Dalam rapat dengar pendapat umum (RDPU) bersama dengan Komisi VII DPR RI, Direktur Utama Pertamina EP Nanang Abdul Manaf memaparkan bahwa realisasi lifting minyak sepanjang 2019 yakni 82.194 barel per hari (bopd).
Jumlah itu terpaut tipis dari target dengan capaian 99,6 persen dari target WP&B sebesar 82.500 bopd dan 96,7 persen dari target APBN sebesar 85.000 bopd.
Hasil sama pun terjadi dari realisasi lifting gas, yang ikut tidak mencapai target. Pasalnya, sepanjang 2019 perseroan hanya merealisasikan lifting gas sebesar 749 juta kak kubik per hari (mmsfcd).
Nanang mengungkapkan bahwa realisasi itu hanya mencapai 97,5 persen dari target RKAP sebesar 768 mmsfcd dan 92,5 persen dari target APBN sebesar 810 mmsfcd.

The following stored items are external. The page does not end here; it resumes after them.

//! Hardware identity resolution.
//!
//! The session is identified on the network by a 6-byte hardware address.
//! It is read once at startup from the host's interface identity files:
//!
//! ```text
//! /sys/class/net/eth0/address    (primary wired)
//! /sys/class/net/wlan0/address   (primary wireless)
//! ```
//!
//! The first source that yields a non-empty value wins. No retries.

use std::fmt;
use std::fs;
use std::path::{Path, PathBuf};
use std::str::FromStr;

use crate::error::{HwAddrError, MalformedKind};

pub const HW_ADDR_LEN: usize = 6;

/// Interface identity sources, in priority order.
pub const DEFAULT_SOURCES: [&str; 2] = [
    "/sys/class/net/eth0/address",
    "/sys/class/net/wlan0/address",
];

/// A 6-byte hardware (MAC) address.
#[derive(Debug, Clone, Copy, PartialEq, Eq, Hash)]
pub struct HwAddr([u8; HW_ADDR_LEN]);

impl HwAddr {
    /// Used when no interface address can be resolved.
    pub const FALLBACK: HwAddr = HwAddr([0x48, 0x5d, 0x60, 0x7c, 0xee, 0x22]);

    pub const fn new(bytes: [u8; HW_ADDR_LEN]) -> Self {
        Self(bytes)
    }

    pub fn as_bytes(&self) -> &[u8; HW_ADDR_LEN] {
        &self.0
    }
}

impl fmt::Display for HwAddr {
    fn fmt(&self, f: &mut fmt::Formatter<'_>) -> fmt::Result {
        let [a, b, c, d, e, g] = self.0;
        write!(f, "{a:02x}:{b:02x}:{c:02x}:{d:02x}:{e:02x}:{g:02x}")
    }
}

impl FromStr for HwAddr {
    type Err = HwAddrError;

    fn from_str(s: &str) -> Result<Self, Self::Err> {
        parse(s)
    }
}

/// Parse a colon- or hyphen-delimited hex address.
///
/// Pairs are consumed positionally every third character, so the
/// delimiter itself is never inspected: `48:5d:60:7c:ee:22` and
/// `48-5d-60-7c-ee-22` parse identically.
pub fn parse(text: &str) -> Result<HwAddr, HwAddrError> {
    let text = text.trim();
    if text.is_empty() {
        return Err(HwAddrError::Empty);
    }

    let raw = text.as_bytes();
    let mut bytes = Vec::with_capacity(HW_ADDR_LEN);
    for (pos, start) in (0..raw.len()).step_by(3).enumerate() {
        let pair = &raw[start..(start + 2).min(raw.len())];
        if !pair.iter().all(u8::is_ascii_hexdigit) {
            return Err(HwAddrError::Malformed {
                kind: MalformedKind::BadPair(pos),
            });
        }
        let value = pair
            .iter()
            .fold(0u8, |acc, &c| (acc << 4) | hex_value(c));
        bytes.push(value);
    }

    let bytes: [u8; HW_ADDR_LEN] = bytes.as_slice().try_into().map_err(|_| HwAddrError::Malformed {
        kind: MalformedKind::WrongLength(bytes.len()),
    })?;
    Ok(HwAddr(bytes))
}

fn hex_value(c: u8) -> u8 {
    match c {
        b'0'..=b'9' => c - b'0',
        b'a'..=b'f' => c - b'a' + 10,
        b'A'..=b'F' => c - b'A' + 10,
        _ => 0,
    }
}

/// Reads the hardware address from an ordered list of identity files.
#[derive(Debug, Clone)]
pub struct Resolver {
    sources: Vec<PathBuf>,
}

impl Default for Resolver {
    fn default() -> Self {
        Self::with_sources(DEFAULT_SOURCES)
    }
}

impl Resolver {
    pub fn with_sources<I, P>(sources: I) -> Self
    where
        I: IntoIterator<Item = P>,
        P: AsRef<Path>,
    {
        Self {
            sources: sources
                .into_iter()
                .map(|p| p.as_ref().to_path_buf())
                .collect(),
        }
    }

    /// Return the raw text of the first readable, non-empty source.
    pub fn read_first(&self) -> Result<String, HwAddrError> {
        let mut saw_empty = false;
        for path in &self.sources {
            match fs::read_to_string(path) {
                Ok(contents) => match contents.split_whitespace().next() {
                    Some(addr) => {
                        tracing::debug!(source = %path.display(), addr, "read interface address");
                        return Ok(addr.to_string());
                    }
                    None => saw_empty = true,
                },
                Err(e) => {
                    tracing::trace!(
                        source = %path.display(),
                        error = %e,
                        "interface address unavailable"
                    );
                }
            }
        }
        Err(if saw_empty {
            HwAddrError::Empty
        } else {
            HwAddrError::NoSource
        })
    }

    /// Read and parse the first available address.
    pub fn resolve(&self) -> Result<HwAddr, HwAddrError> {
        parse(&self.read_first()?)
    }
}

/// Resolve from the default interface sources.
pub fn resolve() -> Result<HwAddr, HwAddrError> {
    Resolver::default().resolve()
}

“Salah satu penyebab tidak tercapai lifting karena ada berapa masalah di penyerapan contoh di Matindok dan Donggi karena harga spot turun sehingga ada curtailment,” ujarnya di Jakarta, Selasa (4/2/2020).
Baca Juga
Dari sisi kinerja keuangan, perseroan mencatatkan pendapatan senilai US$3,555 miliar, atau masih di bawah target tahun lalu senilai US$3,808 miliar. Pertamina EP juga merealisasikan pembelanjaan yang lebih rendah yakni US$1,890 miliar dari target 2019 senilai US$1,932 miliar.
Sementara itu, realisasi cost recoverable perseroan tercatat senilai US$1,957 miliar, atau meningkat dari target 2019 senilai US$1,535 miliar.
Adapun, realisasi pembagian untuk pemerintah tercatat senilai US$958 juta, lebih rendah dibandingkan dengan target 2019 US$1,124 miliar. Di sisi lain, net contractor yang dicatatkan perseroan pada 2019 senilai US$639 juta, lebih rendah dari target US$756 juta.
“Banyak kinerja keuangan tidak tercapai salah satunya dari harga minyak, asumsi APBN US$70 per barel realisasinya US$62,7 jadi perkiraan harga minyak cukup besar deviasinya,” ungkapnya.